Donald Trump volvió a colocar al mundo en máxima tensión tras lanzar una amenaza directa contra Irán horas antes de un posible ataque. El presidente advirtió que una escalada podría tener consecuencias devastadoras si no se cumplían sus exigencias.
El ultimátum giraba en torno al estrecho de Ormuz, una ruta clave para el comercio energético global. Trump exigió su reapertura inmediata y dejó claro que, de no cumplirse, Estados Unidos actuaría con fuerza contra infraestructura iraní.
Donald Trump pacta alto el fuego tras amenaza global
El escenario cambió de forma abrupta cuando Donald Trump anunció un alto el fuego de dos semanas. La decisión llegó minutos antes del plazo límite y tras conversaciones con líderes internacionales, incluido el gobierno de Pakistán.
Además, el acuerdo se condicionó a la reapertura completa y segura del estrecho de Ormuz. Trump aseguró que su administración ya había alcanzado sus principales objetivos militares, lo que permitió frenar una ofensiva inmediata.
Asimismo, el mandatario afirmó que existe una propuesta de diez puntos presentada por Irán que podría servir como base para un acuerdo más amplio.

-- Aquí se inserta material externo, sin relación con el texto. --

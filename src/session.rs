//! One editing session: draft, question and everything derived from them.
//!
//! Derived state is never patched in place. Each event recomputes the preview
//! from the draft and the latest remote snapshot and replaces the old value.

use tracing::{debug, warn};

use crate::ast::Preview;
use crate::backend::{Backend, BackendError, ExecRequest, ExecResponse, ResultView};
use crate::parser::Scan;
use crate::preview::{PreviewMerger, RemoteSnapshot};
use crate::roadmap::Roadmap;

/// A ghost-row fetch handed to the collaborator.
///
/// Responses are matched back by `request`; only the newest ticket for the
/// still-previewed table is merged.
#[derive(Debug, Clone, PartialEq, Eq)]
pub struct FetchTicket {
    pub request: u64,
    pub table: String,
}

impl FetchTicket {
    pub fn query(&self) -> ExecRequest {
        ExecRequest::select_all(&self.table)
    }
}

/// Result of running the draft.
#[derive(Debug, Clone, PartialEq, Eq)]
pub struct Submission {
    /// Rows of the affected table before a mutating statement ran.
    pub before: Option<RemoteSnapshot>,
    pub outcome: ResultView,
    /// Rows of the affected table after a mutating statement ran.
    pub after: Option<RemoteSnapshot>,
}

#[derive(Debug, Clone, Default)]
pub struct Session {
    merger: PreviewMerger,
    draft: String,
    question: String,
    roadmap: Roadmap,
    preview: Preview,
    remote: Option<RemoteSnapshot>,
    issued: u64,
    message: Option<String>,
}

impl Session {
    pub fn new() -> Self {
        Self::default()
    }

    pub fn draft(&self) -> &str {
        &self.draft
    }

    pub fn question(&self) -> &str {
        &self.question
    }

    pub fn preview(&self) -> &Preview {
        &self.preview
    }

    pub fn roadmap(&self) -> &Roadmap {
        &self.roadmap
    }

    pub fn remote(&self) -> Option<&RemoteSnapshot> {
        self.remote.as_ref()
    }

    /// Last user-visible message from running a statement.
    pub fn message(&self) -> Option<&str> {
        self.message.as_deref()
    }

    pub fn set_draft(&mut self, draft: impl Into<String>) {
        self.draft = draft.into();
        self.recompute();
    }

    pub fn ask(&mut self, question: impl Into<String>) {
        self.question = question.into();
        self.roadmap = Roadmap::for_question(&self.question);
        debug!(category = ?self.roadmap.category, steps = self.roadmap.steps.len(), "roadmap generated");
    }

    /// Roadmap step completion against the current draft.
    pub fn progress(&self) -> Vec<bool> {
        self.roadmap.progress(&self.draft)
    }

    fn recompute(&mut self) {
        self.preview = self
            .merger
            .derive(&self.draft, &self.preview, self.remote.as_ref());
    }

    /// Ticket for fetching existing rows of the previewed table, if there is one.
    pub fn snapshot_request(&mut self) -> Option<FetchTicket> {
        let table = self.preview.table_name()?.to_string();
        self.issued += 1;
        Some(FetchTicket {
            request: self.issued,
            table,
        })
    }

    /// Merge a ghost-row response. Returns false when the response was stale
    /// and has been discarded.
    pub fn deliver_snapshot(
        &mut self,
        ticket: &FetchTicket,
        result: Result<ExecResponse, BackendError>,
    ) -> bool {
        let current = self
            .preview
            .table_name()
            .is_some_and(|t| t.eq_ignore_ascii_case(&ticket.table));
        if ticket.request != self.issued || !current {
            debug!(
                request = ticket.request,
                table = %ticket.table,
                "discarding stale snapshot response"
            );
            return false;
        }

        self.remote = Some(snapshot_from(&ticket.table, result));
        self.recompute();
        true
    }

    /// Run the draft through `backend`.
    ///
    /// A mutating statement on a detected table is bracketed by a fetch of
    /// that table before and after it; the three requests run one after the
    /// other. Nothing is retried.
    pub fn submit<B: Backend + ?Sized>(&mut self, backend: &mut B) -> Submission {
        let mut pending = self.begin_submit();
        while let Some(request) = pending.next_request() {
            pending.accept(backend.execute(&request));
        }
        self.finish_submit(pending)
    }

    /// Plan a submission of the current draft. The caller sends each
    /// `next_request` in turn and hands back its answer with `accept`.
    pub fn begin_submit(&self) -> PendingSubmit {
        let query = self.draft.trim().to_string();
        if query.is_empty() {
            return PendingSubmit {
                query,
                table: None,
                before: None,
                outcome: Some(ResultView::Failed(
                    "Nothing to run: the draft is empty".to_string(),
                )),
                after: None,
            };
        }

        let table = {
            let scan = Scan::new(&query);
            if scan.is_mutating() {
                scan.table_reference()
            } else {
                None
            }
        };
        debug!(query = %query, table = ?table, "submitting statement");

        PendingSubmit {
            query,
            table,
            before: None,
            outcome: None,
            after: None,
        }
    }

    /// Apply a finished submission to the session.
    pub fn finish_submit(&mut self, pending: PendingSubmit) -> Submission {
        let outcome = pending
            .outcome
            .unwrap_or_else(|| ResultView::Failed("The statement was not answered".to_string()));
        self.message = Some(outcome.summary());

        if !pending.query.is_empty() {
            // Any ghost fetch still in flight predates this statement.
            self.issued += 1;
            if let Some(after) = &pending.after {
                self.remote = Some(after.clone());
            }
            self.recompute();
        }

        Submission {
            before: pending.before,
            outcome,
            after: pending.after,
        }
    }
}

/// A submission in progress: optional pre-fetch, the statement, optional
/// refresh, answered strictly in that order.
#[derive(Debug, Clone)]
pub struct PendingSubmit {
    query: String,
    table: Option<String>,
    before: Option<RemoteSnapshot>,
    outcome: Option<ResultView>,
    after: Option<RemoteSnapshot>,
}

impl PendingSubmit {
    /// The request to send next, or `None` once every answer is in.
    pub fn next_request(&self) -> Option<ExecRequest> {
        match (&self.table, &self.outcome) {
            (Some(table), None) if self.before.is_none() => Some(ExecRequest::select_all(table)),
            (_, None) => Some(ExecRequest::new(self.query.as_str())),
            (Some(table), Some(_)) if self.after.is_none() => Some(ExecRequest::select_all(table)),
            _ => None,
        }
    }

    /// Record the answer to the request last returned by `next_request`.
    pub fn accept(&mut self, result: Result<ExecResponse, BackendError>) {
        if self.outcome.is_none() {
            match &self.table {
                Some(table) if self.before.is_none() => {
                    self.before = Some(snapshot_from(table, result));
                }
                _ => self.outcome = Some(ResultView::from_result(result)),
            }
        } else if let Some(table) = self.table.as_deref().filter(|_| self.after.is_none()) {
            self.after = Some(snapshot_from(table, result));
        } else {
            debug!("ignoring answer to a finished submission");
        }
    }

    pub fn is_finished(&self) -> bool {
        self.next_request().is_none()
    }
}

/// Rows of a fetch; failures leave the slice empty.
fn snapshot_from(table: &str, result: Result<ExecResponse, BackendError>) -> RemoteSnapshot {
    match result {
        Ok(response) if response.is_success() => RemoteSnapshot {
            table: table.to_string(),
            rows: response.data,
        },
        Ok(response) => {
            warn!(table, message = ?response.message, "snapshot fetch returned an error");
            RemoteSnapshot::empty(table)
        }
        Err(e) => {
            warn!(table, error = %e, "snapshot fetch failed");
            RemoteSnapshot::empty(table)
        }
    }
}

Este periodo de dos semanas busca cerrar negociaciones y evitar un conflicto mayor en Medio Oriente.
Impacto global y advertencias legales
Las declaraciones iniciales de Donald Trump generaron preocupación internacional. Expertos en derecho advirtieron que ataques contra infraestructura civil podrían considerarse crímenes de guerra si afectan de forma desproporcionada a la población.
Por otro lado, la comunidad internacional observa con cautela el desarrollo de esta tregua. La estabilidad del estrecho de Ormuz resulta fundamental para evitar aumentos en los precios del petróleo y nuevas presiones económicas globales.
El desenlace dependerá de si ambas partes logran concretar un acuerdo definitivo durante el plazo establecido.